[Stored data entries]
-------------------------
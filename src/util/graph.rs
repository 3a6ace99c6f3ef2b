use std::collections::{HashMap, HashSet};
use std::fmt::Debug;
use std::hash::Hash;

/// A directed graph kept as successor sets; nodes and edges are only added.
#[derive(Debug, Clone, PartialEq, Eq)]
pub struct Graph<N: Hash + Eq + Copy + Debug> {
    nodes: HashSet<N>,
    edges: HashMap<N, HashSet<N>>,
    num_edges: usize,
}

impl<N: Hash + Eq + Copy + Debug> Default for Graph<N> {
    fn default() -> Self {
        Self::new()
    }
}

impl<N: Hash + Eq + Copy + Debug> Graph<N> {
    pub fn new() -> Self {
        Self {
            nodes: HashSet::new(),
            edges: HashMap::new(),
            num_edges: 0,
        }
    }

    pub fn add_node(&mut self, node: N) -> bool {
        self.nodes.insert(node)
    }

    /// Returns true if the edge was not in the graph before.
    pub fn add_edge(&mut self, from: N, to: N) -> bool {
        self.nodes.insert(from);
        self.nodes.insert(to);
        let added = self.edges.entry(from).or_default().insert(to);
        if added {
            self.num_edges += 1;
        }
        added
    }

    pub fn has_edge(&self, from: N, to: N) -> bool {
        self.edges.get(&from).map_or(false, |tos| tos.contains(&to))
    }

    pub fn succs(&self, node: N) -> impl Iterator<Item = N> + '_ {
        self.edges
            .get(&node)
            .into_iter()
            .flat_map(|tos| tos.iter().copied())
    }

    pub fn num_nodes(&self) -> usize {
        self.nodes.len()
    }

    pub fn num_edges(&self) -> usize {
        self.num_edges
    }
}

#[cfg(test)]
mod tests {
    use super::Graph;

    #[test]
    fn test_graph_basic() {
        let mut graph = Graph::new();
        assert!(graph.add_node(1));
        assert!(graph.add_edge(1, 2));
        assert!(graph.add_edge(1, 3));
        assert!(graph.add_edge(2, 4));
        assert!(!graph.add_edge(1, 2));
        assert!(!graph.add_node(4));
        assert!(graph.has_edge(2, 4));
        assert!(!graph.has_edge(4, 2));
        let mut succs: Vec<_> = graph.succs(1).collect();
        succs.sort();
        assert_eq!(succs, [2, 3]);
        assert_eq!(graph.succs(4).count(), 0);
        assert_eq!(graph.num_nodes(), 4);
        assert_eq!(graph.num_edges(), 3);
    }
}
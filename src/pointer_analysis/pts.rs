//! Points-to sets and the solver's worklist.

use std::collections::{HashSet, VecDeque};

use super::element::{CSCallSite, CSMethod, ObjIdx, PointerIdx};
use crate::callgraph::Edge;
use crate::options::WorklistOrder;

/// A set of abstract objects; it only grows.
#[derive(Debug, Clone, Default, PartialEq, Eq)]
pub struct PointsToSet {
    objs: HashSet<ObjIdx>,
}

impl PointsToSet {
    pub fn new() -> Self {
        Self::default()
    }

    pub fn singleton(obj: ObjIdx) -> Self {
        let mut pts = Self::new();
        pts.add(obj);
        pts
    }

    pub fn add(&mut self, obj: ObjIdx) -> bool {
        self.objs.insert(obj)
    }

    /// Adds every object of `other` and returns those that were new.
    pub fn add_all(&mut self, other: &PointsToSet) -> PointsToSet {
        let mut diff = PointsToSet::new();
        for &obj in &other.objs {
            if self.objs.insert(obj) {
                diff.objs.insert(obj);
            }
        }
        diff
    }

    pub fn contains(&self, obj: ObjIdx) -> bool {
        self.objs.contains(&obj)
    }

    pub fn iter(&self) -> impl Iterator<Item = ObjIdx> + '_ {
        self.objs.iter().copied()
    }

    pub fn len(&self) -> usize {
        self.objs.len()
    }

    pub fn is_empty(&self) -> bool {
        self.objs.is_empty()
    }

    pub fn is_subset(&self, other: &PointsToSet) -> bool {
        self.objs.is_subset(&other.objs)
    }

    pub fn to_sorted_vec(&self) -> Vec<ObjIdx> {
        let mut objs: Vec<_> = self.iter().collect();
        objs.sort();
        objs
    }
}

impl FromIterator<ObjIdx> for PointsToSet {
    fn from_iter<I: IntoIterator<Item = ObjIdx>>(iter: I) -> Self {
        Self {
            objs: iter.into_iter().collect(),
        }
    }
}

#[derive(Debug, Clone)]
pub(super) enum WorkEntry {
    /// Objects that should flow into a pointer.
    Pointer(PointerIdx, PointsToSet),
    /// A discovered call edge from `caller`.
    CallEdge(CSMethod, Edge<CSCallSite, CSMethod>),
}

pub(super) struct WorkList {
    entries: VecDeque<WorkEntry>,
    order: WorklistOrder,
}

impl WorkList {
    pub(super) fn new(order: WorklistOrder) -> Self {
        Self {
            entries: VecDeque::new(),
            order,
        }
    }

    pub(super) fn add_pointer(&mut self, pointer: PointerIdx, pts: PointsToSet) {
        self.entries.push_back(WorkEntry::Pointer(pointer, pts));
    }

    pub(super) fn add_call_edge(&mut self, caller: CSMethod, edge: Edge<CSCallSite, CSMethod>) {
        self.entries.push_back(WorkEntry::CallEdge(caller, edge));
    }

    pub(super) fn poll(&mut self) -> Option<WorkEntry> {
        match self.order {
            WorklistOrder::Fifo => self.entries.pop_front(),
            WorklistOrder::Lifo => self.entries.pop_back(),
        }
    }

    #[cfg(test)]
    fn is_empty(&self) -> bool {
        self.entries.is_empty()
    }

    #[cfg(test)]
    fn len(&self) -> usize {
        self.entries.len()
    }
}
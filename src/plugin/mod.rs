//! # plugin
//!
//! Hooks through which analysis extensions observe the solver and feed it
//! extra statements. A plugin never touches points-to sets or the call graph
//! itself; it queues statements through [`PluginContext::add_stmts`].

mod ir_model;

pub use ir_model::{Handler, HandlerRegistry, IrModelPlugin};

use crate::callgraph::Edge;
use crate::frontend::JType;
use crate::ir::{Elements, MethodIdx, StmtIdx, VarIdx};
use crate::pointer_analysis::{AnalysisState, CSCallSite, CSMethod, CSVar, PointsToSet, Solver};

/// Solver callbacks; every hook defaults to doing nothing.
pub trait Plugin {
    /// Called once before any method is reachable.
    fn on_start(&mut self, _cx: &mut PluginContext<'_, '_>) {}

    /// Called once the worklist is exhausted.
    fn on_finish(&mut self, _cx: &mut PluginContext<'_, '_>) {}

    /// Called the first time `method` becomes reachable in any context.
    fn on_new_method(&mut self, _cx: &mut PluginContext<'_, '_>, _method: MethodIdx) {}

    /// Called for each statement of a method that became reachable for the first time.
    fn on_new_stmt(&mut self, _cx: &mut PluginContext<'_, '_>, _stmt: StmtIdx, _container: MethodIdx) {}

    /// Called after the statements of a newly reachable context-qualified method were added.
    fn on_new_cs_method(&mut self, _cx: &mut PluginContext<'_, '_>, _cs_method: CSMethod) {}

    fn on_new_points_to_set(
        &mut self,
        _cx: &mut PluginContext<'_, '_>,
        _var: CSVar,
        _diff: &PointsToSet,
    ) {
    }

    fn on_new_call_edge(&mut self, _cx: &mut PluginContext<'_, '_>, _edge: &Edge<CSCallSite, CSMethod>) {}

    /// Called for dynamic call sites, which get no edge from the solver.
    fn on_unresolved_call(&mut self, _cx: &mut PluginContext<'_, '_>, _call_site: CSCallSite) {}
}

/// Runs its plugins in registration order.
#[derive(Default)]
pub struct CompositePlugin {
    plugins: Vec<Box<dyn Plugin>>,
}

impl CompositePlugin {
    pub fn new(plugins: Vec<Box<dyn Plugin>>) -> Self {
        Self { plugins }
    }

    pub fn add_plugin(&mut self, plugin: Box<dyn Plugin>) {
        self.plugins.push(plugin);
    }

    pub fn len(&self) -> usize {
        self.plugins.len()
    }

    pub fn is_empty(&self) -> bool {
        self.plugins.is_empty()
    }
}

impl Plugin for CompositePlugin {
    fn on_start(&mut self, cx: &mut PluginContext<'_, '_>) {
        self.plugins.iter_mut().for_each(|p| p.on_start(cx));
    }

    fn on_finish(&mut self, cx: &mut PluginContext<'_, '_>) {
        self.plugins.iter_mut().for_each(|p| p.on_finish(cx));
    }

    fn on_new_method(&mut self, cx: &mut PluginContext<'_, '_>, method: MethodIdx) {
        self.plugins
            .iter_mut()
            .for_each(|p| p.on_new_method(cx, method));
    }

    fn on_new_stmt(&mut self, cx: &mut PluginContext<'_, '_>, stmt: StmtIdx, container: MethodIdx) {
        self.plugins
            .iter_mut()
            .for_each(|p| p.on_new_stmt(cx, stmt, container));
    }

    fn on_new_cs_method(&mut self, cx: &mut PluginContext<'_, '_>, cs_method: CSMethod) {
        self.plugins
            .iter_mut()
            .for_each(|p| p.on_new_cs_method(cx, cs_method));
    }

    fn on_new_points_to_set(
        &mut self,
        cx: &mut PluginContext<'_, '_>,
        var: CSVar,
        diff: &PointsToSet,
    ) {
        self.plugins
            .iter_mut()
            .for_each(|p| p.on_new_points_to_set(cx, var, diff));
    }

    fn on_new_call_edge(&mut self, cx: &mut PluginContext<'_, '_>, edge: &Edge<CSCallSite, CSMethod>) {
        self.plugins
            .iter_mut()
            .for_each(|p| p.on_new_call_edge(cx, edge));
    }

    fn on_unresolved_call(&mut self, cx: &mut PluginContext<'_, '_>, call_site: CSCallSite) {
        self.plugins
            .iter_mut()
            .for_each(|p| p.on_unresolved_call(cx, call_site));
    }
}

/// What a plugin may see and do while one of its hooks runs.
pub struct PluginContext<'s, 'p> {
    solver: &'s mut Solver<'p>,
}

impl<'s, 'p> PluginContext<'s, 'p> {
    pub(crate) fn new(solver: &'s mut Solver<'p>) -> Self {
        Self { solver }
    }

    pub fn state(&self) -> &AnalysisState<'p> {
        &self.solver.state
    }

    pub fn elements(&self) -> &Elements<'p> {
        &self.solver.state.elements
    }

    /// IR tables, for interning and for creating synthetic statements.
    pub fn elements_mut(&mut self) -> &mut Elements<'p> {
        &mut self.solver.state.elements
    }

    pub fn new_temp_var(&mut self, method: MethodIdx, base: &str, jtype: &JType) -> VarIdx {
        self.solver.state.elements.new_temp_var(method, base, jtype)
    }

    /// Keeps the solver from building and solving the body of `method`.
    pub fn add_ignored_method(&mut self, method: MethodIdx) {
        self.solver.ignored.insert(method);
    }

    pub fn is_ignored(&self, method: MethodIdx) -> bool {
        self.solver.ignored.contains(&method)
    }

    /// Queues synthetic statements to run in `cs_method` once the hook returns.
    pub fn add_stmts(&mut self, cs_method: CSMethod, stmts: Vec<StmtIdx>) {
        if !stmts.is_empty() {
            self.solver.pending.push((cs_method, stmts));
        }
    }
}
-------------------------
Copy all the lines from the data above that hold the word "StmtIdx".

use crate::ir::{Elements, MethodIdx, StmtIdx, VarIdx};
    fn on_new_stmt(&mut self, _cx: &mut PluginContext<'_, '_>, _stmt: StmtIdx, _container: MethodIdx) {}
    fn on_new_stmt(&mut self, cx: &mut PluginContext<'_, '_>, stmt: StmtIdx, container: MethodIdx) {
    pub fn add_stmts(&mut self, cs_method: CSMethod, stmts: Vec<StmtIdx>) {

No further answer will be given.